İlk Dönem Abbâsî Sarayında Mûsikî [Music in the Early Abbasid Court]
Abbâsî Devleti’nin “Altın Çağ” olarak nitelenen ilk asrı (m.750-847) bilimsel ve sanatsal faaliyetler açısından oldukça parlak bir dönemdir. İktidarın himâyesi, çevre kültürlerin tesiri ve toplumsal refahın artışı sayesinde önceleri iptidai olarak sürdürülen mûsikî çalışmaları profesyonel düzeye ulaşmıştır.

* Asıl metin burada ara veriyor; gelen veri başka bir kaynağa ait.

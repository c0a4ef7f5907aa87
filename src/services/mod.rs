pub mod access;
pub mod auth;

pub use access::AccessScope;
pub use auth::{AuthService, Claims};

Tercüme hareketiyle kurulan temel üzerine İslâm mûsikî ilmi bina edilmiş ve Müslüman âlimler tarafından özgün teorik müzik eserleri telif edilmiştir. Çalışmanın giriş bölümünde cahiliyye devrinden başlayarak Abbâsîler’e kadar uzanan süreçte İslâm dünyasındaki mûsikînin durumu özetlenmiştir. Birinci bölümde ilk dönem Abbâsî siyasi ve sosyal tarihine değinilerek çalışmaya zemin oluşturulmuştur. Bu kapsamda ilk dokuz Abbâsî halifesi dönemi öne çıkan yönleriyle ve sosyopolitik açıdan ele alınmıştır. Ardından tercüme faaliyetleriyle şekillenen devrin ilmî yapısı ve kozmopolit hâle gelen toplumdaki eğlence kültürü incelenmiştir. İkinci bölüm iktidarın mûsikî ve mûsikîşinaslarla ilişkisi üzerinedir. Halifelerin müziğe olan kişisel ilgilerinden sonra mûsikînin himâyesi üzerinde durulmuştur. İktidar-mûsikî ilişkisi çerçevesinde hâmîlerin ve sanatkârların karşılıklı çıkarlarından bahsedilmiştir. Bu bölümün sonunda artık toplumda yerleşmiş bir sınıf hâline gelen müzisyenlerin genel özellikleri, hayat standartları ve profesyonelleşmeleri ele alınmıştır. Üçüncü ve son bölümde Abbâsî müziğinin merkezi konumundaki sarayda yer alan mûsikînin icra özelliklerine değinilmiştir. Yaygın icra düzeni olarak meclis kavramı ile eser tercihi, repertuar ve performans üzerinde etkili olan unsurlar bu kapsamda değerlendirilmiştir. Dönemin müzikal gelişiminde etkin rol oynayan rekabet ve müsabaka kavramları analiz edildikten sonra ilmî mûsikî çalışmaları ele alınmıştır. Sonuç olarak İslâm mûsikî tarihinde dönüm noktası olan bu dönem müziğin de altın çağı olmuştur.